The answer must be the full listing, repeated exactly.

= = = =

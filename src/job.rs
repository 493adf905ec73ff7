//! The unit of work dispatched to every worker.

use crate::tokens::TokenEstimator;
use crate::Result;

/// Instructions plus resolved content, with the job's total token estimate.
///
/// Immutable once built; dispatch tasks share it behind an `Arc`.
#[derive(Debug, Clone, PartialEq, Eq)]
pub struct Job {
    instructions: String,
    content: String,
    payload: String,
    total_tokens: usize,
}

impl Job {
    /// Build a job and estimate its total token count with `estimator`.
    pub fn new(
        instructions: impl Into<String>,
        content: impl Into<String>,
        estimator: &dyn TokenEstimator,
    ) -> Result<Self> {
        let instructions = instructions.into();
        let content = content.into();
        let payload = compose(&instructions, &content);
        let total_tokens = estimator.count_tokens(&payload)?;
        Ok(Self {
            instructions,
            content,
            payload,
            total_tokens,
        })
    }

    /// Build a job with a token estimate computed elsewhere.
    pub fn with_token_estimate(
        instructions: impl Into<String>,
        content: impl Into<String>,
        total_tokens: usize,
    ) -> Self {
        let instructions = instructions.into();
        let content = content.into();
        let payload = compose(&instructions, &content);
        Self {
            instructions,
            content,
            payload,
            total_tokens,
        }
    }

    pub fn instructions(&self) -> &str {
        &self.instructions
    }

    pub fn content(&self) -> &str {
        &self.content
    }

    /// The full text sent to a worker: instructions, a blank line, then content.
    pub fn payload(&self) -> &str {
        &self.payload
    }

    pub fn total_tokens(&self) -> usize {
        self.total_tokens
    }
}

fn compose(instructions: &str, content: &str) -> String {
    match (instructions.is_empty(), content.is_empty()) {
        (_, true) => instructions.to_string(),
        (true, false) => content.to_string(),
        (false, false) => format!("{}\n\n{}", instructions, content),
    }
}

= = = =

▶ **WRITTEN SOLUTION**
filename src/job.rs
repository 493adf905ec73ff7
//! The unit of work dispatched to every worker.

use crate::tokens::TokenEstimator;
use crate::Result;

/// Instructions plus resolved content, with the job's total token estimate.
///
/// Immutable once built; dispatch tasks share it behind an `Arc`.
#[derive(Debug, Clone, PartialEq, Eq)]
pub struct Job {
    instructions: String,
    content: String,
    payload: String,
    total_tokens: usize,
}

impl Job {
    /// Build a job and estimate its total token count with `estimator`.
    pub fn new(
        instructions: impl Into<String>,
        content: impl Into<String>,
        estimator: &dyn TokenEstimator,
    ) -> Result<Self> {
        let instructions = instructions.into();
        let content = content.into();
        let payload = compose(&instructions, &content);
        let total_tokens = estimator.count_tokens(&payload)?;
        Ok(Self {
            instructions,
            content,
            payload,
            total_tokens,
        })
    }

    /// Build a job with a token estimate computed elsewhere.
    pub fn with_token_estimate(
        instructions: impl Into<String>,
        content: impl Into<String>,
        total_tokens: usize,
    ) -> Self {
        let instructions = instructions.into();
        let content = content.into();
        let payload = compose(&instructions, &content);
        Self {
            instructions,
            content,
            payload,
            total_tokens,
        }
    }

    pub fn instructions(&self) -> &str {
        &self.instructions
    }

    pub fn content(&self) -> &str {
        &self.content
    }

    /// The full text sent to a worker: instructions, a blank line, then content.
    pub fn payload(&self) -> &str {
        &self.payload
    }

    pub fn total_tokens(&self) -> usize {
        self.total_tokens
    }
}

fn compose(instructions: &str, content: &str) -> String {
    match (instructions.is_empty(), content.is_empty()) {
        (_, true) => instructions.to_string(),
        (true, false) => content.to_string(),
        (false, false) => format!("{}\n\n{}", instructions, content),
    }
}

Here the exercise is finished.